Pero la Brujita Tapita no es la única bruja buena del mundo, hay más.
Yo, por ejemplo, conozco a una que es estupenda y muy guapa y
divertida. Además, quiere mucho a los niños que se portan bien.
Lo que más le gusta a la Brujita Camaleón, que así se llama la bruja
buena, bonita y divertida que yo conozco, es empujar muy fuerte el
columpio de los niños, para que suba muy alto. A ellos les encanta
y siempre se ríen a carcajadas y le dicen ¡más fuerte!

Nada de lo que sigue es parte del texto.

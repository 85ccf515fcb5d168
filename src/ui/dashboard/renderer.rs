//! Dashboard main renderer

use super::components::{chart, footer, header, logs, sidebar, table};
use super::state::DashboardState;
use ratatui::Frame;
use ratatui::layout::{Constraint, Direction, Layout};

pub fn render_dashboard(f: &mut Frame, state: &DashboardState) {
    let main_chunks = Layout::default()
        .direction(Direction::Vertical)
        .constraints([
            Constraint::Length(2),
            Constraint::Fill(1),
            Constraint::Length(2),
        ])
        .margin(1)
        .split(f.area());

    header::render_header(f, main_chunks[0]);

    let content_chunks = Layout::default()
        .direction(Direction::Horizontal)
        .constraints([Constraint::Percentage(28), Constraint::Percentage(72)])
        .split(main_chunks[1]);

    let side_chunks = Layout::default()
        .direction(Direction::Vertical)
        .constraints([Constraint::Fill(1), Constraint::Percentage(35)])
        .split(content_chunks[0]);

    sidebar::render_sidebar(f, side_chunks[0], state);
    logs::render_logs_panel(f, side_chunks[1], state);

    // Main region: chart and table side by side, graph below
    let data_chunks = Layout::default()
        .direction(Direction::Vertical)
        .constraints([Constraint::Percentage(55), Constraint::Percentage(45)])
        .split(content_chunks[1]);

    let top_chunks = Layout::default()
        .direction(Direction::Horizontal)
        .constraints([Constraint::Percentage(50), Constraint::Percentage(50)])
        .split(data_chunks[0]);

    chart::render_chart(f, top_chunks[0], &state.view.chart);
    table::render_table(f, top_chunks[1], &state.view.table);
    chart::render_graph(f, data_chunks[1], &state.view.graph);

    footer::render_footer(f, main_chunks[2]);
}
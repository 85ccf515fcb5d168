//! Dashboard table component
//!
//! Renders payload rows as a fixed three-column table

use crate::payload::Row as PayloadRow;
use ratatui::Frame;
use ratatui::layout::{Constraint, Rect};
use ratatui::prelude::{Color, Modifier, Style};
use ratatui::widgets::{Block, BorderType, Borders, Cell, Padding, Row, Table};

/// Verbatim cell text for one payload row, in column order.
pub fn row_cells(row: &PayloadRow) -> [String; 3] {
    [row.id.to_string(), row.name.clone(), row.value.to_string()]
}

/// Render the table section: one row per entry, in input order.
///
/// Row identity follows `Row.id`; the payload must keep ids unique for the
/// rendering to be well-defined.
pub fn render_table(f: &mut Frame, area: Rect, rows: &[PayloadRow]) {
    let header = Row::new(["ID", "Name", "Value"].map(Cell::from))
        .style(Style::default().fg(Color::Cyan).add_modifier(Modifier::BOLD))
        .bottom_margin(1);

    let body: Vec<Row> = rows
        .iter()
        .map(|row| Row::new(row_cells(row).map(Cell::from)))
        .collect();

    let widths = [
        Constraint::Length(8),
        Constraint::Fill(1),
        Constraint::Fill(1),
    ];

    let table = Table::new(body, widths).header(header).block(
        Block::default()
            .title("TABLE")
            .borders(Borders::ALL)
            .border_type(BorderType::Rounded)
            .border_style(Style::default().fg(Color::Cyan))
            .padding(Padding::uniform(1)),
    );

    f.render_widget(table, area);
}

#[cfg(test)]
mod tests {
    use super::*;
    use crate::payload::CellValue;
    use ratatui::Terminal;
    use ratatui::backend::TestBackend;

    fn payload_row(id: u64, name: &str, value: CellValue) -> PayloadRow {
        PayloadRow {
            id,
            name: name.to_string(),
            value,
        }
    }

    fn buffer_text(terminal: &Terminal<TestBackend>) -> String {
        terminal
            .backend()
            .buffer()
            .content
            .iter()
            .map(|cell| cell.symbol())
            .collect()
    }

    #[test]
    fn cells_render_id_name_value_verbatim() {
        let row = payload_row(1, "A", CellValue::Number(10.0));
        assert_eq!(row_cells(&row), ["1", "A", "10"]);

        let row = payload_row(7, "B", CellValue::Text("n/a".to_string()));
        assert_eq!(row_cells(&row), ["7", "B", "n/a"]);
    }

    #[test]
    fn renders_all_rows_in_input_order() {
        let rows = vec![
            payload_row(3, "gamma", CellValue::Number(1.0)),
            payload_row(1, "alpha", CellValue::Number(2.0)),
            payload_row(2, "beta", CellValue::Number(3.0)),
        ];

        let backend = TestBackend::new(44, 12);
        let mut terminal = Terminal::new(backend).unwrap();
        terminal.draw(|f| render_table(f, f.area(), &rows)).unwrap();

        let text = buffer_text(&terminal);
        let gamma = text.find("gamma").expect("gamma rendered");
        let alpha = text.find("alpha").expect("alpha rendered");
        let beta = text.find("beta").expect("beta rendered");
        // Input order, not id order.
        assert!(gamma < alpha);
        assert!(alpha < beta);
    }

    #[test]
    fn empty_rows_render_header_only() {
        let backend = TestBackend::new(44, 8);
        let mut terminal = Terminal::new(backend).unwrap();
        terminal.draw(|f| render_table(f, f.area(), &[])).unwrap();

        let text = buffer_text(&terminal);
        assert!(text.contains("TABLE"));
        assert!(text.contains("ID"));
        assert!(text.contains("Name"));
        assert!(text.contains("Value"));
    }
}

A la Brujita Camaleón también le gusta mucho cantar canciones
divertidas y bonitas. Una de las que más le gusta se titula
Chiquitita, y le gusta
mucho porque a una
amiga suya, la princesa
Irene ¡le encanta! La
canción dice así:
Chiquitita dime por qué
tu dolor hoy te encadena.
En tus ojos hay una sombra de gran
pena.
No quisiera verte así,
aunque quieras disimularlo,
si es que tan triste estás,
para qué quieres callarlo.
Chiquitita dímelo tú,
en mi hombro aquí llorando.
Cuenta conmigo ya,
para así seguir hablando.
Tan segura te conocí y
ahora tú ala quebrada.
Déjamelaarreglar
yo la quiero ver curada.
Chiquitita sabes muy bien,
que las penas vienen y van y
desaparecen.
Otra vez vas a bailar y serás feliz,
como flores que florecen.
Chiquitita dime por qué,
tu dolor hoy te encadena.
en tus ojos hay una sombra de gran
pena.
No quisiera verte así,
aunque quieras disimularlo.
Si es que tan triste estás,
para qué quieres callarlo.
Chiquitita sabes muy bien,
que las penas vienen y van y
desaparecen.
Otra vez vas a bailar y serás feliz,
como flores que florecen.
Chiquitita no hay que llorar,
las estrellas brillan por ti haya en lo
alto.
Quiero verte sonreír para compartir,
tu alegría chiquitita.
Otra vez quiero compartir tu alegría
chiquitita.
Otra vez quiero compartir tu alegría
chiquitita.
Chiquitita no hay que llorar,
las estrellas brillan por ti haya en lo
alto.
Quiero verte sonreír para compartir,
tu alegría chiquitita.
Otra vez quiero compartir tu alegría
chiquitita.
Pero lo que más le gusta en el mundo a la Brujita Camaléon, es
acompañar a los príncipes Irene y Rodrigo a la cama, darles un
beso de buenas noches (o muchos), y desearles felices sueños.